Stochastic modelling

As a member of the SynthSys - Centre for Synthetic and Systems Biology, I apply stochastic modelling techiniques to biological systems. A detailed kinetic model of RNA polymerase II C-terminal domain phosphorylation is currently being defined in the Kappa language. More information about Kappa can be found on the Danos group webpages.

Transcription and splicing

I have been investigating noise in transcription in order to explain the large variability in copies of mRNA/cell observed in single cells. The top right figure shows a typical data set (Bertrand Lab, IGMM, CNRS, Montpellier) and corresponding prediction of a stochastic model in which the gene switches state from on to off, and back.
In collaboration with the Beggs Lab, the kinetics of transcription and splicing in the Ribo1 yeast reporter has been investigated by modelling transcription initiation, elongation of the pre-mRNA, and the two steps of the splicing reaction.
Splicing removes non-coding introns from the messenger RNA prior to the translation of the genetic information into protein. Splicing is an important process that is responsible for increasing the diversity of proteins that can be read from a DNA template [see figure middle right].
The kinetics of splicing in this yeast reporter can be studied due to the development of quantitative RT PCR assays. The copies/cell of unspliced, intermediate and mature (intron removed) RNA in a population of cells constitutes the data to be modelled. A detailed stochastic model of splicing has been developed, and fitted to the data by simulated annealing [see figure bottom right]. Modelling shows that that splicing predominantly occurs while the RNA transcript is being synthesised, in contrast with many earlier suggestions in the literature.

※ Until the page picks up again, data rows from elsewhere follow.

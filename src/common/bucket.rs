//! Slot and bucket layout shared by every table.
//!
//! Keys and payloads sit in [`AtomicCell`]s so that lookups can read a slot
//! without taking its lock. Writers store the payload before the key: a reader
//! that observes a key also observes a payload at least as recent as the one
//! written with it.

use crate::common::key::{Key, Payload};

use crossbeam_utils::atomic::AtomicCell;

pub(crate) struct Slot<K, P> {
    key: AtomicCell<K>,
    payload: AtomicCell<P>,
}

impl<K: Key, P: Payload> Default for Slot<K, P> {
    fn default() -> Self {
        Self {
            key: AtomicCell::new(K::SENTINEL),
            payload: AtomicCell::new(P::default()),
        }
    }
}

impl<K: Key, P: Payload> Slot<K, P> {
    #[inline]
    pub(crate) fn key(&self) -> K {
        self.key.load()
    }

    #[inline]
    pub(crate) fn payload(&self) -> P {
        self.payload.load()
    }

    #[inline]
    pub(crate) fn is_empty(&self) -> bool {
        self.key().is_sentinel()
    }

    #[inline]
    pub(crate) fn store(&self, key: K, payload: P) {
        self.payload.store(payload);
        self.key.store(key);
    }

    #[inline]
    pub(crate) fn set_payload(&self, payload: P) {
        self.payload.store(payload);
    }

    /// Replaces the entry, returning the previous one.
    #[inline]
    pub(crate) fn replace(&self, key: K, payload: P) -> (K, P) {
        let old = (self.key(), self.payload());
        self.store(key, payload);
        old
    }

    /// Marks the slot empty. The stale payload stays in memory.
    #[inline]
    pub(crate) fn clear(&self) {
        self.key.store(K::SENTINEL);
    }
}

/// A fixed-size array of slots, filled front to back.
pub struct Bucket<K, P, const B: usize> {
    pub(crate) slots: [Slot<K, P>; B],
}

impl<K: Key, P: Payload, const B: usize> Default for Bucket<K, P, B> {
    fn default() -> Self {
        Self {
            slots: std::array::from_fn(|_| Slot::default()),
        }
    }
}

impl<K: Key, P: Payload, const B: usize> Bucket<K, P, B> {
    /// Number of occupied slots.
    pub fn occupancy(&self) -> usize {
        self.slots.iter().filter(|s| !s.is_empty()).count()
    }

    pub fn is_full(&self) -> bool {
        self.slots.iter().all(|s| !s.is_empty())
    }

    pub fn contains(&self, key: K) -> bool {
        self.find(key).is_some()
    }

    /// Returns the payload stored under `key`, if any.
    pub fn get(&self, key: K) -> Option<P> {
        self.find(key).map(Slot::payload)
    }

    /// Returns the `(key, payload)` pairs of the occupied slots.
    pub fn entries(&self) -> impl Iterator<Item = (K, P)> + '_ {
        self.slots
            .iter()
            .filter(|s| !s.is_empty())
            .map(|s| (s.key(), s.payload()))
    }

    pub(crate) fn find(&self, key: K) -> Option<&Slot<K, P>> {
        self.slots.iter().find(|s| s.key() == key)
    }

    pub(crate) fn first_empty(&self) -> Option<&Slot<K, P>> {
        self.slots.iter().find(|s| s.is_empty())
    }

    /// Stores the entry in the first empty slot. Returns `false` if the bucket
    /// is full.
    pub fn try_push(&self, key: K, payload: P) -> bool {
        match self.first_empty() {
            Some(slot) => {
                slot.store(key, payload);
                true
            }
            None => false,
        }
    }

    /// Overwrites the slot at `index`, returning the evicted entry.
    pub fn replace(&self, index: usize, key: K, payload: P) -> (K, P) {
        self.slots[index].replace(key, payload)
    }

    pub(crate) fn clear(&self) {
        for slot in &self.slots {
            slot.clear();
        }
    }
}

/// Number of `B`-slot buckets needed to hold `capacity` elements.
pub(crate) const fn bucket_count(capacity: usize, bucket_size: usize) -> usize {
    (capacity + bucket_size - 1) / bucket_size
}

Model optimisation and comparison

Finding the parameter values that optimise the fit of a model to the data, and comparing alternative models, are two linked problems that follow from systems modelling.
Finding the optimal parameters is typically a complex problem due to the size of the parameter space. The problem is compounded where no analytic solution to the chemical master equation is known, and simulation of the model is required in order to estimate goodness of fit. Parameters in systems models are often unidentifiable due to the structure of the model and/or due to the available data. Optimisation strategies currently being used for the problems described above include: In addition to finding good combinations of parameter values, the standard deviation or distribution of the parameter is also of great importance in order to determine confidence limits.

Nested Sampling

Nested sampling is a Bayesian approach to the calculation of the evidence integral (Z) for a model, given a data set, and therefore allows models to be compared. Nested sampling produces samples from the posterior as a by-product. The mean and standard deviation of the model parameters can be computed as a result. Nested sampling solves two key problems in systems modelling and is being further developed in a new BBSRC project BB/I023461/1. This project is a collaboration with Prof Andrew Millar (U. Edinburgh) and Dr Ozgur Akman (U. Exeter).